SOURCE DATA
+ + + + +

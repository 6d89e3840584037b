//! Background channel-index refresh.

use std::collections::{HashMap, VecDeque};
use std::sync::{Arc, Mutex};

use makapix_proto::{ChannelId, ChannelKind};

use crate::collab::SchedulerSignal;
use crate::handle::{Channel, ChannelFactory};

/// Bound on the completion-registration table.
pub const MAX_REGISTRATIONS: usize = 8;

/// Transient handles kept warm for user/hashtag refreshes.
const TRANSIENT_RING: usize = 4;

/// Refreshes channel indices without switching the active channel.
///
/// Holds persistent handles for the high-traffic `all` and `promoted`
/// channels and a small ring of transient handles; on overflow the oldest
/// transient is stopped and destroyed.
#[derive(Clone)]
pub struct RefreshCoordinator {
	inner: Arc<Inner>,
}

struct Inner {
	factory: Arc<dyn ChannelFactory>,
	scheduler: Arc<dyn SchedulerSignal>,
	persistent: HashMap<ChannelId, Arc<dyn Channel>>,
	transients: Mutex<VecDeque<(ChannelId, Arc<dyn Channel>)>>,
	registrations: Mutex<Vec<(ChannelId, bool)>>,
}

impl RefreshCoordinator {
	/// Build a coordinator, creating the two persistent handles.
	#[must_use]
	pub fn new(factory: Arc<dyn ChannelFactory>, scheduler: Arc<dyn SchedulerSignal>) -> Self {
		let mut persistent = HashMap::new();
		for kind in [ChannelKind::All, ChannelKind::Promoted] {
			let id = kind.channel_id(None);
			persistent.insert(id, factory.create(&kind, None));
		}
		Self {
			inner: Arc::new(Inner {
				factory,
				scheduler,
				persistent,
				transients: Mutex::new(VecDeque::new()),
				registrations: Mutex::new(Vec::new()),
			}),
		}
	}

	/// Refresh one channel's index and signal the scheduler when done.
	pub async fn request_refresh(&self, kind: ChannelKind, identifier: Option<&str>) {
		let id = kind.channel_id(identifier);
		let (handle, evicted) = self.inner.handle_for(&kind, identifier, &id);
		if let Some(evicted) = evicted {
			evicted.unload().await;
			evicted.destroy().await;
		}

		self.inner.register(&id);

		let was_loaded = handle.is_loaded();
		if let Err(e) = handle.load().await {
			tracing::warn!(channel = %id, error = %e, "refresh load failed");
		}
		if was_loaded {
			if let Err(e) = handle.request_refresh().await {
				tracing::warn!(channel = %id, error = %e, "refresh request failed");
			}
		}

		self.inner.complete(&id);
		self.inner.scheduler.channel_refreshed(&id);
	}

	/// Observe and clear a completed refresh for a channel.
	#[must_use]
	pub fn check_and_clear(&self, id: &ChannelId) -> bool {
		let mut registrations = self.inner.registrations.lock().unwrap();
		if let Some(pos) = registrations
			.iter()
			.position(|(rid, completed)| rid == id && *completed)
		{
			registrations.remove(pos);
			return true;
		}
		false
	}
}

impl Inner {
	/// Get or create the handle for a channel; may evict the oldest
	/// transient, which the caller must stop and destroy.
	fn handle_for(
		&self,
		kind: &ChannelKind,
		identifier: Option<&str>,
		id: &ChannelId,
	) -> (Arc<dyn Channel>, Option<Arc<dyn Channel>>) {
		if let Some(handle) = self.persistent.get(id) {
			return (handle.clone(), None);
		}

		let mut transients = self.transients.lock().unwrap();
		if let Some((_, handle)) = transients.iter().find(|(tid, _)| tid == id) {
			return (handle.clone(), None);
		}

		let handle = self.factory.create(kind, identifier);
		transients.push_back((id.clone(), handle.clone()));
		let evicted = if transients.len() > TRANSIENT_RING {
			transients.pop_front().map(|(_, h)| h)
		} else {
			None
		};
		(handle, evicted)
	}

	fn register(&self, id: &ChannelId) {
		let mut registrations = self.registrations.lock().unwrap();
		if let Some(entry) = registrations.iter_mut().find(|(rid, _)| rid == id) {
			entry.1 = false;
			return;
		}
		if registrations.len() >= MAX_REGISTRATIONS {
			registrations.remove(0);
		}
		registrations.push((id.clone(), false));
	}

	fn complete(&self, id: &ChannelId) {
		let mut registrations = self.registrations.lock().unwrap();
		if let Some(entry) = registrations.iter_mut().find(|(rid, _)| rid == id) {
			entry.1 = true;
		}
	}
}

+ + + + +

THE TASK
Every line of the listing above should be copied word for word.

EXERCISE RESPONSE
repository 6d89e3840584037b
//! Background channel-index refresh.

use std::collections::{HashMap, VecDeque};
use std::sync::{Arc, Mutex};

use makapix_proto::{ChannelId, ChannelKind};

use crate::collab::SchedulerSignal;
use crate::handle::{Channel, ChannelFactory};

/// Bound on the completion-registration table.
pub const MAX_REGISTRATIONS: usize = 8;

/// Transient handles kept warm for user/hashtag refreshes.
const TRANSIENT_RING: usize = 4;

/// Refreshes channel indices without switching the active channel.
///
/// Holds persistent handles for the high-traffic `all` and `promoted`
/// channels and a small ring of transient handles; on overflow the oldest
/// transient is stopped and destroyed.
#[derive(Clone)]
pub struct RefreshCoordinator {
	inner: Arc<Inner>,
}

struct Inner {
	factory: Arc<dyn ChannelFactory>,
	scheduler: Arc<dyn SchedulerSignal>,
	persistent: HashMap<ChannelId, Arc<dyn Channel>>,
	transients: Mutex<VecDeque<(ChannelId, Arc<dyn Channel>)>>,
	registrations: Mutex<Vec<(ChannelId, bool)>>,
}

impl RefreshCoordinator {
	/// Build a coordinator, creating the two persistent handles.
	#[must_use]
	pub fn new(factory: Arc<dyn ChannelFactory>, scheduler: Arc<dyn SchedulerSignal>) -> Self {
		let mut persistent = HashMap::new();
		for kind in [ChannelKind::All, ChannelKind::Promoted] {
			let id = kind.channel_id(None);
			persistent.insert(id, factory.create(&kind, None));
		}
		Self {
			inner: Arc::new(Inner {
				factory,
				scheduler,
				persistent,
				transients: Mutex::new(VecDeque::new()),
				registrations: Mutex::new(Vec::new()),
			}),
		}
	}

	/// Refresh one channel's index and signal the scheduler when done.
	pub async fn request_refresh(&self, kind: ChannelKind, identifier: Option<&str>) {
		let id = kind.channel_id(identifier);
		let (handle, evicted) = self.inner.handle_for(&kind, identifier, &id);
		if let Some(evicted) = evicted {
			evicted.unload().await;
			evicted.destroy().await;
		}

		self.inner.register(&id);

		let was_loaded = handle.is_loaded();
		if let Err(e) = handle.load().await {
			tracing::warn!(channel = %id, error = %e, "refresh load failed");
		}
		if was_loaded {
			if let Err(e) = handle.request_refresh().await {
				tracing::warn!(channel = %id, error = %e, "refresh request failed");
			}
		}

		self.inner.complete(&id);
		self.inner.scheduler.channel_refreshed(&id);
	}

	/// Observe and clear a completed refresh for a channel.
	#[must_use]
	pub fn check_and_clear(&self, id: &ChannelId) -> bool {
		let mut registrations = self.inner.registrations.lock().unwrap();
		if let Some(pos) = registrations
			.iter()
			.position(|(rid, completed)| rid == id && *completed)
		{
			registrations.remove(pos);
			return true;
		}
		false
	}
}

impl Inner {
	/// Get or create the handle for a channel; may evict the oldest
	/// transient, which the caller must stop and destroy.
	fn handle_for(
		&self,
		kind: &ChannelKind,
		identifier: Option<&str>,
		id: &ChannelId,
	) -> (Arc<dyn Channel>, Option<Arc<dyn Channel>>) {
		if let Some(handle) = self.persistent.get(id) {
			return (handle.clone(), None);
		}

		let mut transients = self.transients.lock().unwrap();
		if let Some((_, handle)) = transients.iter().find(|(tid, _)| tid == id) {
			return (handle.clone(), None);
		}

		let handle = self.factory.create(kind, identifier);
		transients.push_back((id.clone(), handle.clone()));
		let evicted = if transients.len() > TRANSIENT_RING {
			transients.pop_front().map(|(_, h)| h)
		} else {
			None
		};
		(handle, evicted)
	}

	fn register(&self, id: &ChannelId) {
		let mut registrations = self.registrations.lock().unwrap();
		if let Some(entry) = registrations.iter_mut().find(|(rid, _)| rid == id) {
			entry.1 = false;
			return;
		}
		if registrations.len() >= MAX_REGISTRATIONS {
			registrations.remove(0);
		}
		registrations.push((id.clone(), false));
	}

	fn complete(&self, id: &ChannelId) {
		let mut registrations = self.registrations.lock().unwrap();
		if let Some(entry) = registrations.iter_mut().find(|(rid, _)| rid == id) {
			entry.1 = true;
		}
	}
}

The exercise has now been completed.